Return exactly the lines below, starting with the one that has "filename snapgen-core/src/policy.rs" and going on through the one that has "whole run, and".
==========
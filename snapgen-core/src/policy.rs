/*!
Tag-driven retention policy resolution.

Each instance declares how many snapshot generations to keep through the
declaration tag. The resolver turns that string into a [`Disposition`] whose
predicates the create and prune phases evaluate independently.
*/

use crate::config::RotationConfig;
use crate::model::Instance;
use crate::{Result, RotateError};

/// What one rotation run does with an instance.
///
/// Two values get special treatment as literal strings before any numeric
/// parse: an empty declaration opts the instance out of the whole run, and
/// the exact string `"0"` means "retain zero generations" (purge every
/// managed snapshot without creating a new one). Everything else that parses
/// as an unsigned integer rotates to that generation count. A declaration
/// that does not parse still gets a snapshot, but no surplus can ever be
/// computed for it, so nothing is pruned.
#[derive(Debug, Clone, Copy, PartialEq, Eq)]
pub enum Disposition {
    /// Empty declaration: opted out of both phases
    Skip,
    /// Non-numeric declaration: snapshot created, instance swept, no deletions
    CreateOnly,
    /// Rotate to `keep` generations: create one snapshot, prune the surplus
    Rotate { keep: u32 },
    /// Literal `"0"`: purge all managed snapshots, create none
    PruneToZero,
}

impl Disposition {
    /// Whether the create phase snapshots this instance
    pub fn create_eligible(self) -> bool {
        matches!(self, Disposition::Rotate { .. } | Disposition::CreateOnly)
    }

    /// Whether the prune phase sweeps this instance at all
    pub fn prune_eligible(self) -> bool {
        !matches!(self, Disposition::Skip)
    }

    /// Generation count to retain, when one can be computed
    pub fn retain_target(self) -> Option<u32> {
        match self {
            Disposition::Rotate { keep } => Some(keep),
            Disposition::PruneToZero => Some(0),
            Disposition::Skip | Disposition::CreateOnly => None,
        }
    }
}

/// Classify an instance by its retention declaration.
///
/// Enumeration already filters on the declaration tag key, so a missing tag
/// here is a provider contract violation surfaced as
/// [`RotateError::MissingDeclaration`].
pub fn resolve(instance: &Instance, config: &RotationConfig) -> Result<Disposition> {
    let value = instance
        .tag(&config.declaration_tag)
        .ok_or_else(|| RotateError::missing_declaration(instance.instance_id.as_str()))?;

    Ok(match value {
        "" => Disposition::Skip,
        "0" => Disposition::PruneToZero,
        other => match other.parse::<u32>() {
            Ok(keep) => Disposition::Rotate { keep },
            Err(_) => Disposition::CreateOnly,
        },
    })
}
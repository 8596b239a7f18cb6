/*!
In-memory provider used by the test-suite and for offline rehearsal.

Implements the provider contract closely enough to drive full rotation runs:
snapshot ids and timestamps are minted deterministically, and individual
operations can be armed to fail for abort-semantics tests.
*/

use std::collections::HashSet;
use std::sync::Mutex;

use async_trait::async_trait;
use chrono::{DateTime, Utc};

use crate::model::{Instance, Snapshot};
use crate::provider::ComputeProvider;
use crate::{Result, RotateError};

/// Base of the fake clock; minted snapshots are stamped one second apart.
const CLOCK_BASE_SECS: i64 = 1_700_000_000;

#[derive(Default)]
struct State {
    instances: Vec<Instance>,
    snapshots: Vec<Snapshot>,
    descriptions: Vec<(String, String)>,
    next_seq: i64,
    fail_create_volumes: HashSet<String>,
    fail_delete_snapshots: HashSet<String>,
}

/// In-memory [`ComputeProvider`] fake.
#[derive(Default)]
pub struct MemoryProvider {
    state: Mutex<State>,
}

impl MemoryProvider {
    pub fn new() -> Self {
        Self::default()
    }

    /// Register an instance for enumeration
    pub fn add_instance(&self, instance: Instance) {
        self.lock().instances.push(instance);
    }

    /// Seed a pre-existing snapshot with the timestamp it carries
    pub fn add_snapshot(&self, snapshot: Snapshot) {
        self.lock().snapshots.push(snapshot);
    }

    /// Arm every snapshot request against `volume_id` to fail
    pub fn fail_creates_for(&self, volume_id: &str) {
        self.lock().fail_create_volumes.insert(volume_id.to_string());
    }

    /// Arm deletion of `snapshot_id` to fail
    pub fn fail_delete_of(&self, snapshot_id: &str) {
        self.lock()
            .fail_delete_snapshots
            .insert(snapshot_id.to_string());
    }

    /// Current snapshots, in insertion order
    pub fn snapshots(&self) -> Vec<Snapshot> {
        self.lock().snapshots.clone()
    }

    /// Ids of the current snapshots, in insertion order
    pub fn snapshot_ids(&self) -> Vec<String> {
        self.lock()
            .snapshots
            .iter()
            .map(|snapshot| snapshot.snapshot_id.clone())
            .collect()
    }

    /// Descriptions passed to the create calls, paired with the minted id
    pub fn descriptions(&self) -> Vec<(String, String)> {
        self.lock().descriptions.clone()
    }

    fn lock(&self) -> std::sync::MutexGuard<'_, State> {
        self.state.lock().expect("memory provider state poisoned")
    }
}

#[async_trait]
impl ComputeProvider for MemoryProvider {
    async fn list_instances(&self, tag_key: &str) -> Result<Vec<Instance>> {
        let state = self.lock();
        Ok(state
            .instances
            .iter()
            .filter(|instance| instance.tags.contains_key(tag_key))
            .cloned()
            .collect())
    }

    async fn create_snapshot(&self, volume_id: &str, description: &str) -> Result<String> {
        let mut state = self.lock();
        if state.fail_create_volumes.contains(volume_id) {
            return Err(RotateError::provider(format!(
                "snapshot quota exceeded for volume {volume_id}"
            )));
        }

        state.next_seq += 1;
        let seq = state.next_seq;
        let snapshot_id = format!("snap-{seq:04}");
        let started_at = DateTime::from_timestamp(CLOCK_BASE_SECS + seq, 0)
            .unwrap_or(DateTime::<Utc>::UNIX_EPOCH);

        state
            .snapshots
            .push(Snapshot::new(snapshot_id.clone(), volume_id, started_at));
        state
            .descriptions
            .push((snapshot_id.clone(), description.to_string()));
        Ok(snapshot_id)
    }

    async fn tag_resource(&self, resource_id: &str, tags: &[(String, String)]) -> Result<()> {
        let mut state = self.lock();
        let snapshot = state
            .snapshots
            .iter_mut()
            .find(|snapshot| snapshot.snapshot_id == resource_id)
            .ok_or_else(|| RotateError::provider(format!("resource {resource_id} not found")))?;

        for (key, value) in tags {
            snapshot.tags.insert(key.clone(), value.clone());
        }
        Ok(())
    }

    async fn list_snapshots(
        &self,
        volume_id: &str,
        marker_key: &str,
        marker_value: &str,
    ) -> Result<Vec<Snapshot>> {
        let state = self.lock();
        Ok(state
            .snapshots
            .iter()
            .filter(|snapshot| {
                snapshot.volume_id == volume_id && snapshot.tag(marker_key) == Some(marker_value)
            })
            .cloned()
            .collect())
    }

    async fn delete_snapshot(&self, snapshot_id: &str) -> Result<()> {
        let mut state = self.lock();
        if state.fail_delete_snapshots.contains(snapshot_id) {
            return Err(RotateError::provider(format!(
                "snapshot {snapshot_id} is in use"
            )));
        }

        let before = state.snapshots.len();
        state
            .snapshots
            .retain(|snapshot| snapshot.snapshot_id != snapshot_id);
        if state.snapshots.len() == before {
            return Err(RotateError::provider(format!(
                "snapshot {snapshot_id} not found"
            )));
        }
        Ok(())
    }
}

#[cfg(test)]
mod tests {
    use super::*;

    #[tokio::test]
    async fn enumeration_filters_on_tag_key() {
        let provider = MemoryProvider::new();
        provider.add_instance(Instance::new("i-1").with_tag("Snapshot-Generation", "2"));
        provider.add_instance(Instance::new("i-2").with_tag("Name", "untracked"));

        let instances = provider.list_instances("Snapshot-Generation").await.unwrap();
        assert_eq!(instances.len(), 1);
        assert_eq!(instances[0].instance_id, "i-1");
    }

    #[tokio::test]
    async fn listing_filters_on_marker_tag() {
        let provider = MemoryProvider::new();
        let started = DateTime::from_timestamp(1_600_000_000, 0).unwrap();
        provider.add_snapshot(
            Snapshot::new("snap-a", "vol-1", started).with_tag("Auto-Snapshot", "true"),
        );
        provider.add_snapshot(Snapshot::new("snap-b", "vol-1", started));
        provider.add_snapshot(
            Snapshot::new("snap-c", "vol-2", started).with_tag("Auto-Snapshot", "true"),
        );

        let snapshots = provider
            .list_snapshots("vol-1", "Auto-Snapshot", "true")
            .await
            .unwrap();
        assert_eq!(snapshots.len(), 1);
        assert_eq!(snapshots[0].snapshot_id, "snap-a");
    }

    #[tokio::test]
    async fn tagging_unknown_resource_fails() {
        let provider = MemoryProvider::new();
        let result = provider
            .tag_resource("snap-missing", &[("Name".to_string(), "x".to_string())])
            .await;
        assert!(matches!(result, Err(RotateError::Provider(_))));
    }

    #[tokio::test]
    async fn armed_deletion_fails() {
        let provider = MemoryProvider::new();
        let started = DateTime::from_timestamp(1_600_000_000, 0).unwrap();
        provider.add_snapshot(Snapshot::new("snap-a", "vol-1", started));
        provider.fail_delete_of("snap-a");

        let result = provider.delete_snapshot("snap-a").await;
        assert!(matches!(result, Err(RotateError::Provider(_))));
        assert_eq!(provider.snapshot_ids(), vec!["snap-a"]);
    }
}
==========
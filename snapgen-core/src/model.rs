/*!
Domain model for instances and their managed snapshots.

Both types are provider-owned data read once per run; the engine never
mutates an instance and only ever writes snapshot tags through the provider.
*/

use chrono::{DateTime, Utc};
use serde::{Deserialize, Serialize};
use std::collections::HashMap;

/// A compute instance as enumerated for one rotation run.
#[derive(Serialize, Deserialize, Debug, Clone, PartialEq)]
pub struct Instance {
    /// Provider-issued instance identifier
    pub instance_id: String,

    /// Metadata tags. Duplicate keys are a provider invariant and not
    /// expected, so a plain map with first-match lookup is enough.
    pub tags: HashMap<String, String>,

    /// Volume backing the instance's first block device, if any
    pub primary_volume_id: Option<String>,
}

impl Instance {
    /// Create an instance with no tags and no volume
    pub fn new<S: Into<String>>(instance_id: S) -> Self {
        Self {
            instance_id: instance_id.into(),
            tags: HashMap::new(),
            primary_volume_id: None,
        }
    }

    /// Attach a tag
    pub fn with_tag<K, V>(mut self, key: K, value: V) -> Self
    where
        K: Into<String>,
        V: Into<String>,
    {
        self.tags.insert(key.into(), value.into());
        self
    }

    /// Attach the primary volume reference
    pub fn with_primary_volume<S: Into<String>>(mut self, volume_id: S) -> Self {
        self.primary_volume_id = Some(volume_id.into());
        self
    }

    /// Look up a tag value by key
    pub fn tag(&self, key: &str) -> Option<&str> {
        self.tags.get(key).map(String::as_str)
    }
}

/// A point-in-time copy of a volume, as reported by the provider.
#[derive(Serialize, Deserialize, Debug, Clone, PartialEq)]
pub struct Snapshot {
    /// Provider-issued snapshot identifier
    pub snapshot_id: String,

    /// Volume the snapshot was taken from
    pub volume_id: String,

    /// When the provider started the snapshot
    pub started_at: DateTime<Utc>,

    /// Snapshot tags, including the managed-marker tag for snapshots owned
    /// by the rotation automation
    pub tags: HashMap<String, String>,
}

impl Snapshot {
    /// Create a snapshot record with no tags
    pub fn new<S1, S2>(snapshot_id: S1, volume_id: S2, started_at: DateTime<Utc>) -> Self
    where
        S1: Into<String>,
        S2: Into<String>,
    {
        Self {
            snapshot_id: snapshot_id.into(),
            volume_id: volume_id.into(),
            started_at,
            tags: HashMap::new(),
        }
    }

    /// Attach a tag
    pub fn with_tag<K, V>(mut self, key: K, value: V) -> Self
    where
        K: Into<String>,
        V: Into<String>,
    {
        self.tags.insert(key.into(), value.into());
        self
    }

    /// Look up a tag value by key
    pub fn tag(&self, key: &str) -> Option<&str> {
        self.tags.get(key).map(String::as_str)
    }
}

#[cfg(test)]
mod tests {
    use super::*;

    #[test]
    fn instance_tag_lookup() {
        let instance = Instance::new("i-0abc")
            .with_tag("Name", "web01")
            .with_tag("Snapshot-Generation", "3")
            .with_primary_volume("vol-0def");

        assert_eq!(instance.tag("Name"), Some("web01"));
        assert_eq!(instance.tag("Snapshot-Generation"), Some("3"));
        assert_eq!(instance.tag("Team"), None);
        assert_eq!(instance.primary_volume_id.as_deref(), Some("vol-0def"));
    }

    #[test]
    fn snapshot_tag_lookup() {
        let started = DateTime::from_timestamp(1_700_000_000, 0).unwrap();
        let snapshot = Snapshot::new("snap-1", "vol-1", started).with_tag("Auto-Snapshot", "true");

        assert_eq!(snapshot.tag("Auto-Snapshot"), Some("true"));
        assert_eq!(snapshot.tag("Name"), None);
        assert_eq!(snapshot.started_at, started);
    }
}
==========
## Final answer
filename snapgen-core/src/policy.rs
/*!
Tag-driven retention policy resolution.

Each instance declares how many snapshot generations to keep through the
declaration tag. The resolver turns that string into a [`Disposition`] whose
predicates the create and prune phases evaluate independently.
*/

use crate::config::RotationConfig;
use crate::model::Instance;
use crate::{Result, RotateError};

/// What one rotation run does with an instance.
///
/// Two values get special treatment as literal strings before any numeric
/// parse: an empty declaration opts the instance out of the whole run, and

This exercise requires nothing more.